Rehab for bad drivers
PROPOSAL: SERIAL TRAFFIC LAW OFFENDERS TO GO FOR ‘REHABILITATION’
Programme will be available to errant motorists who wish to reduce their demerit points.
The Administrative Adjudication of Road Traffic Offences (Aarto) Act’s draft regulations have proposed that serial traffic law offenders go for “driver rehabilitation programmes” before they are allowed back on the road.
This despite the implementing agency, the Road Traffic Infringement Agency (RTIA), being aware of only one organisation which offers driver rehabilitation programmes in the country.
This could be an indication of how scantly prepared the traffic authorities are regarding the administration of the Aarto Act, expected to be in force as early as next June.
According to the draft regulations, the first road to redemption for errant drivers is via the driver rehabilitation programme, which will pave the way to a fresh application for a drivers’ licence and tested all over again.

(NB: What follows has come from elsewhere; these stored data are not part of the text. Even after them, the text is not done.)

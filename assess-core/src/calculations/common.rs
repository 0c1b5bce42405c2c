//! Common utility functions for assessment calculations.

use rust_decimal::Decimal;

/// Formats a decimal with commas as thousands separators.
///
/// Any fractional part is carried through unchanged; only the integer digits
/// are grouped.
///
/// # Examples
///
/// ```
/// use rust_decimal_macros::dec;
/// use assess_core::calculations::common::format_thousands;
///
/// assert_eq!(format_thousands(dec!(150000)), "150,000");
/// assert_eq!(format_thousands(dec!(2000001)), "2,000,001");
/// assert_eq!(format_thousands(dec!(1234.56)), "1,234.56");
/// ```
pub fn format_thousands(value: Decimal) -> String {
    let text = value.to_string();
    let (sign, unsigned) = match text.strip_prefix('-') {
        Some(rest) => ("-", rest),
        None => ("", text.as_str()),
    };
    let (int_part, frac_part) = match unsigned.split_once('.') {
        Some((int_part, frac_part)) => (int_part, Some(frac_part)),
        None => (unsigned, None),
    };

    let mut grouped = String::with_capacity(int_part.len() + int_part.len() / 3);
    for (i, digit) in int_part.chars().enumerate() {
        if i > 0 && (int_part.len() - i) % 3 == 0 {
            grouped.push(',');
        }
        grouped.push(digit);
    }

    match frac_part {
        Some(frac) => format!("{sign}{grouped}.{frac}"),
        None => format!("{sign}{grouped}"),
    }
}

/// Returns the maximum of two decimal values.
///
/// # Examples
///
/// ```
/// use rust_decimal_macros::dec;
/// use assess_core::calculations::common::max;
///
/// assert_eq!(max(dec!(100.00), dec!(200.00)), dec!(200.00));
/// assert_eq!(max(dec!(-100.00), dec!(0)), dec!(0));
/// ```
pub fn max(a: Decimal, b: Decimal) -> Decimal {
    if a > b { a } else { b }
}
//! Wire types for the calculation request/response JSON contract.
//!
//! Field names follow the published API contract (`totalIncome`, `wht`,
//! `allowanceType`, `taxLevel`, `taxRefund`). Conversion into and out of the
//! core types happens here, so the core never sees a JSON field name.
//! Amounts travel as JSON numbers.

use assess_core::{AllowanceClaim, AllowanceType, AssessmentInput, AssessmentOutcome};
use rust_decimal::Decimal;
use serde::{Deserialize, Serialize};

/// One calculation request as received on the wire.
///
/// Absent fields default to zero/empty, matching the source request binder.
#[derive(Debug, Clone, Deserialize)]
pub struct CalculationRequest {
    #[serde(rename = "totalIncome", default, with = "rust_decimal::serde::float")]
    pub total_income: Decimal,

    #[serde(default, with = "rust_decimal::serde::float")]
    pub wht: Decimal,

    #[serde(default)]
    pub allowances: Vec<AllowanceEntry>,
}

/// A single allowance claim as received on the wire.
///
/// The type is a free-form string here; unrecognized values map to
/// [`AllowanceType::Other`] and are zeroed by the core rather than rejected.
#[derive(Debug, Clone, Deserialize)]
pub struct AllowanceEntry {
    #[serde(rename = "allowanceType")]
    pub allowance_type: String,

    #[serde(default, with = "rust_decimal::serde::float")]
    pub amount: Decimal,
}

impl From<CalculationRequest> for AssessmentInput {
    fn from(request: CalculationRequest) -> Self {
        Self {
            total_income: request.total_income,
            withholding: request.wht,
            allowances: request
                .allowances
                .into_iter()
                .map(|entry| AllowanceClaim {
                    allowance_type: AllowanceType::parse(&entry.allowance_type)
                        .unwrap_or(AllowanceType::Other),
                    amount: entry.amount,
                })
                .collect(),
        }
    }
}

/// One calculation response as sent on the wire: tax due with the bracket
/// breakdown, or a bare refund.
///
/// Untagged, so exactly one of the two shapes ever serializes.
#[derive(Debug, Clone, PartialEq, Serialize)]
#[serde(untagged)]
pub enum CalculationResponse {
    TaxDue {
        #[serde(with = "rust_decimal::serde::float")]
        tax: Decimal,
        #[serde(rename = "taxLevel")]
        tax_level: Vec<TaxLevelEntry>,
    },
    Refund {
        #[serde(rename = "taxRefund", with = "rust_decimal::serde::float")]
        tax_refund: Decimal,
    },
}

/// One line of the per-bracket breakdown.
#[derive(Debug, Clone, PartialEq, Serialize)]
pub struct TaxLevelEntry {
    pub level: String,

    #[serde(with = "rust_decimal::serde::float")]
    pub tax: Decimal,
}

impl From<AssessmentOutcome> for CalculationResponse {
    fn from(outcome: AssessmentOutcome) -> Self {
        match outcome {
            AssessmentOutcome::TaxDue { tax, breakdown } => Self::TaxDue {
                tax,
                tax_level: breakdown
                    .into_iter()
                    .map(|line| TaxLevelEntry {
                        level: line.bracket,
                        tax: line.tax,
                    })
                    .collect(),
            },
            AssessmentOutcome::Refund { refund } => Self::Refund { tax_refund: refund },
        }
    }
}
use rust_decimal::Decimal;
use serde::{Deserialize, Serialize};
use thiserror::Error;

use super::{AllowanceType, TaxBracket};

/// Errors raised when a [`TaxSchedule`] violates a structural invariant.
#[derive(Debug, Error, PartialEq, Eq)]
pub enum ScheduleError {
    /// The schedule contains no brackets at all.
    #[error("schedule has no brackets")]
    NoBrackets,

    /// The first bracket must start at income 0.
    #[error("first bracket must start at 0, got {0}")]
    FirstBracketNotZero(Decimal),

    /// A bracket does not start right after the previous one ends.
    #[error("bracket starting at {got} does not follow previous bracket ending at {prev_max}")]
    NonContiguousBrackets { prev_max: Decimal, got: Decimal },

    /// Only the last bracket may be open-ended.
    #[error("only the last bracket may be open-ended")]
    OpenBracketNotLast,

    /// The last bracket must be open-ended so the schedule covers all income.
    #[error("last bracket must be open-ended")]
    MissingOpenBracket,

    /// A tax rate must be between 0 and 1.
    #[error("tax rate must be between 0 and 1, got {0}")]
    InvalidRate(Decimal),

    /// An allowance cap must be non-negative.
    #[error("allowance cap must be non-negative, got {0}")]
    NegativeCap(Decimal),

    /// The personal allowance must be non-negative.
    #[error("personal allowance must be non-negative, got {0}")]
    NegativePersonalAllowance(Decimal),
}

/// The immutable configuration a [`TaxCalculator`] is built with: the fixed
/// personal allowance, the per-type allowance caps, and the bracket table.
///
/// [`TaxSchedule::default`] yields the current statutory schedule. The type
/// is a plain value so a future per-year schedule only needs another
/// constructor, not a change to the calculation.
///
/// [`TaxCalculator`]: crate::calculations::TaxCalculator
#[derive(Debug, Clone, PartialEq, Eq, Serialize, Deserialize)]
pub struct TaxSchedule {
    /// Fixed deduction applied to every assessment.
    pub personal_allowance: Decimal,

    /// Maximum claimable donation allowance.
    pub donation_cap: Decimal,

    /// Maximum claimable k-receipt allowance.
    pub k_receipt_cap: Decimal,

    /// Brackets ordered by `min_income`, contiguous, covering `[0, +inf)`.
    pub brackets: Vec<TaxBracket>,
}

impl TaxSchedule {
    /// Maximum claimable amount for an allowance type.
    ///
    /// `None` means claims of this type carry no cap of their own and are
    /// zeroed during normalization rather than capped.
    pub fn cap(&self, allowance_type: AllowanceType) -> Option<Decimal> {
        match allowance_type {
            AllowanceType::Donation => Some(self.donation_cap),
            AllowanceType::KReceipt => Some(self.k_receipt_cap),
            AllowanceType::Other => None,
        }
    }

    /// Checks the structural invariants listed on the type.
    ///
    /// # Errors
    ///
    /// Returns the first violated invariant as a [`ScheduleError`].
    pub fn validate(&self) -> Result<(), ScheduleError> {
        if self.personal_allowance < Decimal::ZERO {
            return Err(ScheduleError::NegativePersonalAllowance(
                self.personal_allowance,
            ));
        }
        for cap in [self.donation_cap, self.k_receipt_cap] {
            if cap < Decimal::ZERO {
                return Err(ScheduleError::NegativeCap(cap));
            }
        }

        let Some(first) = self.brackets.first() else {
            return Err(ScheduleError::NoBrackets);
        };
        if first.min_income != Decimal::ZERO {
            return Err(ScheduleError::FirstBracketNotZero(first.min_income));
        }

        let last = self.brackets.len() - 1;
        let mut prev_max: Option<Decimal> = None;
        for (i, bracket) in self.brackets.iter().enumerate() {
            if bracket.rate < Decimal::ZERO || bracket.rate > Decimal::ONE {
                return Err(ScheduleError::InvalidRate(bracket.rate));
            }
            if let Some(prev_max) = prev_max {
                if bracket.min_income != prev_max + Decimal::ONE {
                    return Err(ScheduleError::NonContiguousBrackets {
                        prev_max,
                        got: bracket.min_income,
                    });
                }
            }
            match bracket.max_income {
                Some(max) => prev_max = Some(max),
                None if i != last => return Err(ScheduleError::OpenBracketNotLast),
                None => {}
            }
        }
        if self.brackets[last].max_income.is_some() {
            return Err(ScheduleError::MissingOpenBracket);
        }

        Ok(())
    }
}

impl Default for TaxSchedule {
    fn default() -> Self {
        Self {
            personal_allowance: Decimal::from(60_000),
            donation_cap: Decimal::from(100_000),
            k_receipt_cap: Decimal::from(50_000),
            brackets: vec![
                TaxBracket {
                    min_income: Decimal::ZERO,
                    max_income: Some(Decimal::from(150_000)),
                    rate: Decimal::ZERO,
                },
                TaxBracket {
                    min_income: Decimal::from(150_001),
                    max_income: Some(Decimal::from(500_000)),
                    rate: Decimal::new(10, 2),
                },
                TaxBracket {
                    min_income: Decimal::from(500_001),
                    max_income: Some(Decimal::from(1_000_000)),
                    rate: Decimal::new(15, 2),
                },
                TaxBracket {
                    min_income: Decimal::from(1_000_001),
                    max_income: Some(Decimal::from(2_000_000)),
                    rate: Decimal::new(20, 2),
                },
                TaxBracket {
                    min_income: Decimal::from(2_000_001),
                    max_income: None,
                    rate: Decimal::new(35, 2),
                },
            ],
        }
    }
}
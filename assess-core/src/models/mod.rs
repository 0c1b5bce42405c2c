mod allowance;
mod schedule;
mod tax_bracket;

pub use allowance::{AllowanceClaim, AllowanceType};
pub use schedule::{ScheduleError, TaxSchedule};
pub use tax_bracket::TaxBracket;
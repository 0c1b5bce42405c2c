//! Integration tests that run fixture request files through the full
//! boundary path: read from disk, deserialize, assess, serialize.
//!
//! These complement the unit tests inside wire.rs (which all use inline
//! JSON values) by pinning the exact response shapes for the documented
//! request examples.

use std::path::{Path, PathBuf};

use pretty_assertions::assert_eq;
use serde_json::{Value, json};

use assess_cli::app;
use assess_cli::wire::CalculationRequest;

fn fixture_path(name: &str) -> PathBuf {
    Path::new(env!("CARGO_MANIFEST_DIR"))
        .join("tests")
        .join("fixtures")
        .join(name)
}

fn assess_fixture(name: &str) -> Value {
    let payload = std::fs::read_to_string(fixture_path(name))
        .expect("fixture file should be readable");
    let request: CalculationRequest =
        serde_json::from_str(&payload).expect("fixture should deserialize");
    let response = app::run_calculation(request).expect("assessment should succeed");
    serde_json::to_value(&response).expect("response should serialize")
}

#[test]
fn donation_over_cap_is_clamped_before_assessment() {
    let value = assess_fixture("request_donation_clamped.json");

    // Donation clamped to 100,000; taxable 340,000; bracket 2 owes 19,000.
    assert_eq!(
        value,
        json!({
            "tax": 19000.0,
            "taxLevel": [
                { "level": "0 - 150,000", "tax": 0.0 },
                { "level": "150,001 - 500,000", "tax": 19000.0 },
                { "level": "500,001 - 1,000,000", "tax": 0.0 },
                { "level": "1,000,001 - 2,000,000", "tax": 0.0 },
                { "level": "2,000,001 or more", "tax": 0.0 }
            ]
        })
    );
}

#[test]
fn each_allowance_is_capped_independently() {
    let value = assess_fixture("request_multiple_allowances.json");

    // K-receipt clamped to 50,000, donation kept; taxable 290,000.
    assert_eq!(
        value,
        json!({
            "tax": 14000.0,
            "taxLevel": [
                { "level": "0 - 150,000", "tax": 0.0 },
                { "level": "150,001 - 500,000", "tax": 14000.0 },
                { "level": "500,001 - 1,000,000", "tax": 0.0 },
                { "level": "1,000,001 - 2,000,000", "tax": 0.0 },
                { "level": "2,000,001 or more", "tax": 0.0 }
            ]
        })
    );
}

#[test]
fn excess_withholding_yields_bare_refund() {
    let value = assess_fixture("request_refund.json");

    // Computed tax 19,000 against 30,000 withheld; no breakdown on refunds.
    assert_eq!(value, json!({ "taxRefund": 11000.0 }));
}

#[test]
fn minimal_request_defaults_missing_fields() {
    let value = assess_fixture("request_minimal.json");

    // Taxable income is -60,000; all five brackets contribute zero.
    assert_eq!(value["tax"], json!(0.0));
    let levels = value["taxLevel"].as_array().expect("breakdown expected");
    assert_eq!(levels.len(), 5);
    assert!(levels.iter().all(|level| level["tax"] == json!(0.0)));
}
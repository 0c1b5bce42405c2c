//! Glue between the wire types and the core calculator.

use anyhow::Result;
use assess_core::{TaxCalculator, TaxSchedule};
use tracing::debug;

use crate::wire::{CalculationRequest, CalculationResponse};

/// Runs one calculation request against the built-in tax schedule.
pub fn run_calculation(request: CalculationRequest) -> Result<CalculationResponse> {
    let calculator = TaxCalculator::new(TaxSchedule::default())?;

    debug!(
        total_income = %request.total_income,
        wht = %request.wht,
        claims = request.allowances.len(),
        "running assessment"
    );

    let outcome = calculator.calculate(&request.into());
    Ok(outcome.into())
}
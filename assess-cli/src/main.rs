use std::io::Read;
use std::path::PathBuf;

use anyhow::{Context, Result};
use clap::Parser;
use tracing::debug;
use tracing_subscriber::EnvFilter;

use assess_cli::app;
use assess_cli::wire::CalculationRequest;

// ─── CLI definition ──────────────────────────────────────────────────────────

/// Personal income tax assessment calculator.
///
/// Reads a calculation request as JSON, runs the assessment against the
/// built-in tax schedule, and prints the result as JSON on stdout.
#[derive(Debug, Parser)]
struct Cli {
    /// Path to a JSON request file. Reads stdin when omitted.
    #[arg(long)]
    file: Option<PathBuf>,

    /// Emit the response on one line instead of pretty-printing.
    #[arg(long, default_value_t = false)]
    compact: bool,
}

// ─── tracing ─────────────────────────────────────────────────────────────────

/// Initialise the tracing subscriber.
///
/// * Honours `RUST_LOG` when set.
/// * Falls back to `info` so normal runs are quiet.
/// * Strips timestamps and target names to keep CLI output clean.
/// * Writes to stderr; stdout carries only the response JSON.
fn init_tracing() {
    let filter = EnvFilter::try_from_default_env().unwrap_or_else(|_| EnvFilter::from("info"));

    tracing_subscriber::fmt()
        .with_env_filter(filter)
        .with_writer(std::io::stderr)
        .without_time()
        .with_target(false)
        .init();
}

// ─── entry point ─────────────────────────────────────────────────────────────

fn main() -> Result<()> {
    init_tracing();

    let cli = Cli::parse();

    let payload = match &cli.file {
        Some(path) => std::fs::read_to_string(path)
            .with_context(|| format!("cannot read request file '{}'", path.display()))?,
        None => {
            debug!("reading request from stdin");
            let mut buffer = String::new();
            std::io::stdin()
                .read_to_string(&mut buffer)
                .context("cannot read request from stdin")?;
            buffer
        }
    };

    let request: CalculationRequest =
        serde_json::from_str(&payload).context("malformed calculation request")?;

    let response = app::run_calculation(request)?;

    let rendered = if cli.compact {
        serde_json::to_string(&response)?
    } else {
        serde_json::to_string_pretty(&response)?
    };
    println!("{rendered}");

    Ok(())
}
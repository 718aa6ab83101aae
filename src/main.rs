use anyhow::Result;
use clap::Parser;
use omero_login::cli::{self, Cli};

fn main() -> Result<()> {
    // Parse CLI arguments first (before logging init for cleaner output)
    let cli = Cli::parse();

    // Initialize logging: --log-level takes precedence over DEBUG_LEVEL.
    omero_login::debug::init_log_bridge(cli.log_level, cli.log_file.as_deref());

    log::info!("Starting omero-login {}", omero_login::VERSION);

    match cli::run(&cli) {
        Ok(()) => Ok(()),
        Err(e) => {
            log::error!("{e:#}");
            eprintln!("omero-login: error: {e:#}");
            std::process::exit(1);
        }
    }
}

If the draft regulations, gazetted last Friday and currently out for public consultations, are adopted in their current form, “habitual infringers” whose licences have been cancelled will be subjected to the “compulsory” rehabilitation programme, before they can reapply for their licences after the lapse of the cancellation period.
The programme will also be made available, voluntarily, to traffic law infringers who wish to reduce their demerit points, to avoid depleting their points and losing their licences.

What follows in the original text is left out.